▸ **PROBLEM**: Look for the string "LocaleFormatter" in the listing below and copy every line in which it appears.

---+---

/// Compile-time build metadata produced by `build.rs`.
#[derive(Debug, Clone, Copy)]
pub struct BuildMetadata {
    pub version: &'static str,
    pub git_hash: &'static str,
    pub git_status: &'static str,
    pub timestamp: &'static str,
    pub target: &'static str,
    pub profile: &'static str,
    pub rustc: &'static str,
}

pub const CLI_VERSION: &str = env!("CARGO_PKG_VERSION");

pub fn current() -> BuildMetadata {
    BuildMetadata {
        version: CLI_VERSION,
        git_hash: option_env!("SPENDWISE_BUILD_HASH").unwrap_or("unknown"),
        git_status: option_env!("SPENDWISE_BUILD_STATUS").unwrap_or("unknown"),
        timestamp: option_env!("SPENDWISE_BUILD_TIMESTAMP").unwrap_or("unknown"),
        target: option_env!("SPENDWISE_BUILD_TARGET").unwrap_or("unknown"),
        profile: option_env!("SPENDWISE_BUILD_PROFILE").unwrap_or("unknown"),
        rustc: option_env!("SPENDWISE_BUILD_RUSTC").unwrap_or("unknown"),
    }
}

impl BuildMetadata {
    /// Lines printed by the shell's `version` command.
    pub fn summary_lines(&self) -> Vec<String> {
        vec![
            format!("Spendwise version {}", self.version),
            format!("Build: {} ({})", self.git_hash, self.git_status),
            format!("Built at: {}", self.timestamp),
            format!("Target: {} [{}]", self.target, self.profile),
            format!("Compiler: {}", self.rustc),
        ]
    }
}
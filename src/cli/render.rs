//! Text views over engine output. Every function returns lines; printing is
//! left to the caller.

use chrono::{Datelike, NaiveDate};
use colored::Colorize;

use spendwise_core::{BillService, CategoryService, CurrencyFormatter, Reminder, TrendService};
use spendwise_domain::{
    Bill, BillStatus, CategoryTotal, DashboardSummary, Expense, Income, PeriodSummary,
    ReportSummary, TrendPoint,
};

use crate::cli::output::paint;
use crate::currency::{calculate_percentage, format_date};

const SWATCH: &str = "■";

pub fn month_title(date: NaiveDate) -> String {
    date.format("%B %Y").to_string()
}

pub fn summary_lines(summary: &PeriodSummary, formatter: &dyn CurrencyFormatter) -> Vec<String> {
    let balance = formatter.format_amount(summary.balance);
    let balance = if summary.is_surplus() {
        balance.green().to_string()
    } else {
        balance.red().to_string()
    };
    vec![
        format!("  {:<10} {}", "Income", formatter.format_amount(summary.total_income)),
        format!("  {:<10} {}", "Expenses", formatter.format_amount(summary.total_expenses)),
        format!("  {:<10} {}", "Balance", balance),
    ]
}

pub fn category_lines(
    categories: &[CategoryTotal],
    formatter: &dyn CurrencyFormatter,
) -> Vec<String> {
    if categories.is_empty() {
        return vec!["  No expenses in this period.".to_string()];
    }
    let total: f64 = categories.iter().map(|entry| entry.amount).sum();
    categories
        .iter()
        .map(|entry| {
            format!(
                "  {} {:<18} {:>12} {:>6}%  ({} {})",
                paint(SWATCH, &entry.color),
                entry.name,
                formatter.format_amount(entry.amount),
                calculate_percentage(entry.amount, total),
                entry.count,
                if entry.count == 1 { "expense" } else { "expenses" }
            )
        })
        .collect()
}

pub fn bill_line(
    bill: &Bill,
    status: &BillStatus,
    reference: NaiveDate,
    formatter: &dyn CurrencyFormatter,
) -> String {
    let timing = if bill.paid {
        bill.paid_date
            .map(|date| format!("paid {}", format_date(date)))
            .unwrap_or_else(|| "paid".to_string())
    } else {
        BillService::relative_due_text(bill, reference)
    };
    let recurring = if bill.recurring { " (recurring)" } else { "" };
    format!(
        "  {:<18} {:>12}  {:<13} {:<14} [{}]{}  #{}",
        bill.name,
        formatter.format_amount(bill.amount),
        format_date(bill.due_date),
        timing,
        paint(&status.to_string(), status.color()),
        recurring,
        bill.id
    )
}

pub fn dashboard_lines(
    dashboard: &DashboardSummary,
    due_soon_days: u32,
    formatter: &dyn CurrencyFormatter,
) -> Vec<String> {
    let mut lines = vec![format!("Dashboard for {}", month_title(dashboard.reference))];
    lines.extend(summary_lines(&dashboard.summary, formatter));
    lines.push("Spending by category".to_string());
    lines.extend(category_lines(&dashboard.categories, formatter));
    lines.push("Upcoming bills".to_string());
    if dashboard.upcoming_bills.is_empty() {
        lines.push("  No bills due soon.".to_string());
    }
    for bill in &dashboard.upcoming_bills {
        let status = BillService::status(bill, dashboard.reference, due_soon_days);
        lines.push(bill_line(bill, &status, dashboard.reference, formatter));
    }
    lines
}

pub fn trend_lines(trend: &[TrendPoint], formatter: &dyn CurrencyFormatter) -> Vec<String> {
    trend
        .iter()
        .map(|point| {
            format!(
                "  {:<4} {:>7} income {:>12}  expenses {:>12}  net {:>12}",
                point.label,
                point.window.start.year(),
                formatter.format_amount(point.income),
                formatter.format_amount(point.expenses),
                formatter.format_amount(point.net())
            )
        })
        .collect()
}

pub fn report_lines(report: &ReportSummary, formatter: &dyn CurrencyFormatter) -> Vec<String> {
    let mut lines = vec![format!(
        "{} ({} to {})",
        report.period,
        format_date(report.window.start),
        format_date(report.window.end)
    )];
    lines.extend(summary_lines(&report.summary, formatter));
    lines.push("Top categories".to_string());
    lines.extend(category_lines(&report.top_categories, formatter));
    if report.categories.len() > report.top_categories.len() {
        let hidden = report.categories.len() - report.top_categories.len();
        lines.push(format!("  ...and {hidden} more"));
    }
    lines.push("Monthly trend".to_string());
    lines.extend(trend_lines(&report.trend, formatter));
    lines.push("Statistics".to_string());
    let stats = &report.statistics;
    lines.push(format!(
        "  Average daily spend  {}",
        formatter.format_amount(stats.average_daily_spend)
    ));
    lines.push(format!("  Transactions         {}", stats.transaction_count));
    lines.push(format!(
        "  Largest expense      {}",
        formatter.format_amount(stats.largest_expense)
    ));
    if let Some(weakest) = TrendService::weakest_month(&report.trend) {
        lines.push(format!(
            "  Weakest month        {} {} (net {})",
            weakest.label,
            weakest.window.start.year(),
            formatter.format_amount(weakest.net())
        ));
    }
    lines
}

pub fn expense_line(expense: &Expense, formatter: &dyn CurrencyFormatter) -> String {
    format!(
        "  {:<13} {:<24} {} {:<16} {:>12}  #{}",
        format_date(expense.date),
        expense.description,
        paint(SWATCH, CategoryService::color_for(expense.category_label())),
        expense.category_label(),
        formatter.format_amount(expense.amount),
        expense.id
    )
}

pub fn income_line(income: &Income, formatter: &dyn CurrencyFormatter) -> String {
    format!(
        "  {:<13} {:<24} {:>12}  #{}",
        format_date(income.date),
        income.source,
        formatter.format_amount(income.amount),
        income.id
    )
}

pub fn reminder_line(reminder: &Reminder) -> String {
    format!(
        "  {:<13} {}: {}",
        format_date(reminder.fire_on),
        reminder.title,
        reminder.body
    )
}
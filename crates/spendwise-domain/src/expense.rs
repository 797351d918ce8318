//! Expense records as delivered by the record store.

use chrono::{DateTime, NaiveDate, Utc};
use serde::{Deserialize, Serialize};

use crate::common::*;

/// Label used for expenses whose category is missing or blank.
pub const UNCATEGORIZED_LABEL: &str = "Other";

#[derive(Debug, Clone, Serialize, Deserialize, PartialEq)]
#[serde(rename_all = "camelCase")]
pub struct Expense {
    #[serde(default)]
    pub id: String,
    #[serde(default, skip_serializing_if = "Option::is_none")]
    pub user_id: Option<String>,
    #[serde(default)]
    pub amount: f64,
    #[serde(default)]
    pub description: String,
    #[serde(default)]
    pub category: String,
    #[serde(with = "crate::serde_date")]
    pub date: NaiveDate,
    #[serde(default, skip_serializing_if = "Option::is_none")]
    pub notes: Option<String>,
    #[serde(default, skip_serializing_if = "Option::is_none")]
    pub created_at: Option<DateTime<Utc>>,
}

impl Expense {
    pub fn new(
        amount: f64,
        description: impl Into<String>,
        category: impl Into<String>,
        date: NaiveDate,
    ) -> Self {
        Self {
            id: new_record_id(),
            user_id: None,
            amount,
            description: description.into(),
            category: category.into(),
            date,
            notes: None,
            created_at: None,
        }
    }

    pub fn with_notes(mut self, notes: impl Into<String>) -> Self {
        self.notes = Some(notes.into());
        self
    }

    /// Category used for grouping. Exact string, except blank values fall back to
    /// [`UNCATEGORIZED_LABEL`].
    pub fn category_label(&self) -> &str {
        if self.category.trim().is_empty() {
            UNCATEGORIZED_LABEL
        } else {
            &self.category
        }
    }

    pub fn is_uncategorized(&self) -> bool {
        self.category.trim().is_empty()
    }
}

impl Identifiable for Expense {
    fn id(&self) -> &str {
        &self.id
    }
}

impl Amounted for Expense {
    fn amount(&self) -> f64 {
        self.amount
    }
}

impl Dated for Expense {
    fn date(&self) -> NaiveDate {
        self.date
    }
}

impl Displayable for Expense {
    fn display_label(&self) -> String {
        format!("{} ({})", self.description, self.category_label())
    }
}

#[cfg(test)]
mod tests {
    use super::*;

    #[test]
    fn missing_amount_and_category_deserialize_to_defaults() {
        let expense: Expense =
            serde_json::from_str(r#"{"id":"e1","description":"Coffee","date":"2024-02-01"}"#)
                .expect("parse expense");
        assert_eq!(expense.amount, 0.0);
        assert_eq!(expense.category_label(), UNCATEGORIZED_LABEL);
        assert!(expense.is_uncategorized());
    }

    #[test]
    fn store_field_names_are_camel_case() {
        let expense: Expense = serde_json::from_str(
            r#"{"id":"e2","userId":"u1","amount":12.5,"description":"Bus","category":"Transportation",
                "date":"2024-02-01T18:00:00.000Z","createdAt":"2024-02-01T18:00:05Z"}"#,
        )
        .expect("parse expense");
        assert_eq!(expense.user_id.as_deref(), Some("u1"));
        assert_eq!(expense.date, NaiveDate::from_ymd_opt(2024, 2, 1).unwrap());
        assert!(expense.created_at.is_some());
    }
}
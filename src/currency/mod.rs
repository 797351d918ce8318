//! Locale-aware money and date formatting for the presentation layer.

use chrono::{Duration, NaiveDate};
use serde::{Deserialize, Serialize};

use spendwise_config::Config;
use spendwise_core::{Clock, CurrencyFormatter, DateFormatter};

/// ISO 4217 currency representation.
#[derive(Debug, Clone, Serialize, Deserialize, PartialEq, Eq, Hash)]
pub struct CurrencyCode(pub String);

impl CurrencyCode {
    pub fn new(code: impl Into<String>) -> Self {
        Self(code.into().to_uppercase())
    }

    pub fn as_str(&self) -> &str {
        &self.0
    }
}

impl Default for CurrencyCode {
    fn default() -> Self {
        Self::new("USD")
    }
}

/// Separators used when rendering numbers for a language tag.
#[derive(Debug, Clone, Serialize, Deserialize, PartialEq, Eq)]
pub struct LocaleConfig {
    pub language_tag: String,
    pub decimal_separator: char,
    pub grouping_separator: char,
}

impl Default for LocaleConfig {
    fn default() -> Self {
        Self::from_tag("en-US")
    }
}

impl LocaleConfig {
    /// Separators for a BCP 47 tag. Unknown languages use the en-US layout.
    pub fn from_tag(tag: &str) -> Self {
        let language = tag
            .split(['-', '_'])
            .next()
            .unwrap_or_default()
            .to_ascii_lowercase();
        let (decimal_separator, grouping_separator) = match language.as_str() {
            "de" | "es" | "it" | "nl" | "pt" | "id" | "tr" => (',', '.'),
            "fr" | "sv" | "fi" | "nb" | "pl" | "cs" => (',', ' '),
            _ => ('.', ','),
        };
        Self {
            language_tag: tag.to_string(),
            decimal_separator,
            grouping_separator,
        }
    }
}

pub fn symbol_for(code: &str) -> String {
    match code {
        "USD" => "$".into(),
        "EUR" => "€".into(),
        "GBP" => "£".into(),
        "JPY" => "¥".into(),
        "INR" => "₹".into(),
        "AUD" => "A$".into(),
        "CAD" => "CA$".into(),
        _ => code.into(),
    }
}

pub fn minor_units_for(code: &str) -> u8 {
    match code {
        "JPY" | "KRW" => 0,
        "KWD" | "BHD" => 3,
        _ => 2,
    }
}

/// Renders a non-negative magnitude with grouping and the locale's decimal mark.
pub fn format_number(locale: &LocaleConfig, value: f64, precision: u8) -> String {
    let fixed = format!("{:.*}", precision as usize, value.abs());
    let (int_part, fraction) = match fixed.split_once('.') {
        Some((int_part, fraction)) => (int_part, Some(fraction)),
        None => (fixed.as_str(), None),
    };
    let mut body = group_digits(int_part, locale.grouping_separator);
    if let Some(fraction) = fraction {
        body.push(locale.decimal_separator);
        body.push_str(fraction);
    }
    body
}

fn group_digits(digits: &str, separator: char) -> String {
    let len = digits.len();
    let mut grouped = String::with_capacity(len + len / 3);
    for (idx, ch) in digits.chars().enumerate() {
        if idx > 0 && (len - idx) % 3 == 0 {
            grouped.push(separator);
        }
        grouped.push(ch);
    }
    grouped
}

/// Symbol-prefixed amount, with a leading `-` for negatives: `-$5.00`.
pub fn format_currency_value(amount: f64, code: &CurrencyCode, locale: &LocaleConfig) -> String {
    let amount = if amount.is_finite() { amount } else { 0.0 };
    let body = format_number(locale, amount, minor_units_for(code.as_str()));
    let symbol = symbol_for(code.as_str());
    let rounds_to_zero = body.chars().all(|ch| !ch.is_ascii_digit() || ch == '0');
    if amount < 0.0 && !rounds_to_zero {
        format!("-{symbol}{body}")
    } else {
        format!("{symbol}{body}")
    }
}

/// en-US dollars with two decimals, e.g. `$1,234.50`.
pub fn format_currency(amount: f64) -> String {
    format_currency_value(amount, &CurrencyCode::default(), &LocaleConfig::default())
}

/// Parses user-entered money text, ignoring symbols and grouping commas.
///
/// After stripping, the longest leading number is read and anything after it is
/// ignored, so `12.3.4` reads as `12.3`.
pub fn parse_currency(text: &str) -> Option<f64> {
    let cleaned: String = text
        .chars()
        .filter(|ch| ch.is_ascii_digit() || *ch == '.' || *ch == '-')
        .collect();
    numeric_prefix(&cleaned)
        .parse::<f64>()
        .ok()
        .filter(|value| value.is_finite())
}

/// `-?digits*(.digits*)?` from the start of `text`.
fn numeric_prefix(text: &str) -> &str {
    let bytes = text.as_bytes();
    let mut end = usize::from(bytes.first() == Some(&b'-'));
    let mut seen_dot = false;
    while let Some(&byte) = bytes.get(end) {
        match byte {
            b'0'..=b'9' => {}
            b'.' if !seen_dot => seen_dot = true,
            _ => break,
        }
        end += 1;
    }
    &text[..end]
}

/// `part` as a percentage of `total` with one decimal, or `"0"` for a zero total.
pub fn calculate_percentage(part: f64, total: f64) -> String {
    if total == 0.0 {
        return "0".to_string();
    }
    format!("{:.1}", part / total * 100.0)
}

/// Display form, e.g. `Jan 15, 2024`.
pub fn format_date(date: NaiveDate) -> String {
    date.format("%b %-d, %Y").to_string()
}

/// Form-field form, e.g. `2024-01-15`.
pub fn format_date_for_input(date: NaiveDate) -> String {
    date.format("%Y-%m-%d").to_string()
}

/// `None` when the result leaves chrono's date range.
pub fn add_days(date: NaiveDate, days: i64) -> Option<NaiveDate> {
    date.checked_add_signed(Duration::days(days))
}

pub fn is_today(date: NaiveDate, clock: &dyn Clock) -> bool {
    date == clock.today()
}

/// Formatter configured from the user's locale and currency preferences.
#[derive(Debug, Clone, Default)]
pub struct LocaleFormatter {
    pub currency: CurrencyCode,
    pub locale: LocaleConfig,
}

impl LocaleFormatter {
    pub fn new(currency: CurrencyCode, locale: LocaleConfig) -> Self {
        Self { currency, locale }
    }

    pub fn from_config(config: &Config) -> Self {
        Self::new(
            CurrencyCode::new(config.currency.as_str()),
            LocaleConfig::from_tag(&config.locale),
        )
    }
}

impl CurrencyFormatter for LocaleFormatter {
    fn format_amount(&self, amount: f64) -> String {
        format_currency_value(amount, &self.currency, &self.locale)
    }
}

impl DateFormatter for LocaleFormatter {
    fn format_date(&self, date: NaiveDate) -> String {
        format_date(date)
    }
}

#[cfg(test)]
mod tests {
    use super::*;

    #[test]
    fn groups_thousands() {
        let locale = LocaleConfig::default();
        assert_eq!(format_number(&locale, 0.0, 2), "0.00");
        assert_eq!(format_number(&locale, 999.0, 0), "999");
        assert_eq!(format_number(&locale, 1234567.891, 2), "1,234,567.89");
    }

    #[test]
    fn european_layout_swaps_separators() {
        let formatter = LocaleFormatter::new(CurrencyCode::new("eur"), LocaleConfig::from_tag("de-DE"));
        assert_eq!(formatter.format_amount(1234.5), "€1.234,50");
        let yen = LocaleFormatter::new(CurrencyCode::new("JPY"), LocaleConfig::default());
        assert_eq!(yen.format_amount(1500.0), "¥1,500");
    }

    #[test]
    fn numeric_prefix_stops_at_second_dot() {
        assert_eq!(numeric_prefix("12.3.4"), "12.3");
        assert_eq!(numeric_prefix("-5-2"), "-5");
        assert_eq!(numeric_prefix("..5"), ".");
        assert_eq!(numeric_prefix(""), "");
    }

    #[test]
    fn negative_rounding_to_zero_has_no_sign() {
        assert_eq!(format_currency(-0.001), "$0.00");
        assert_eq!(format_currency(f64::NAN), "$0.00");
    }
}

---+---

▸ **COMPLETED TASK**:
pub struct LocaleFormatter {
impl LocaleFormatter {
impl CurrencyFormatter for LocaleFormatter {
impl DateFormatter for LocaleFormatter {
        let formatter = LocaleFormatter::new(CurrencyCode::new("eur"), LocaleConfig::from_tag("de-DE"));
        let yen = LocaleFormatter::new(CurrencyCode::new("JPY"), LocaleConfig::default());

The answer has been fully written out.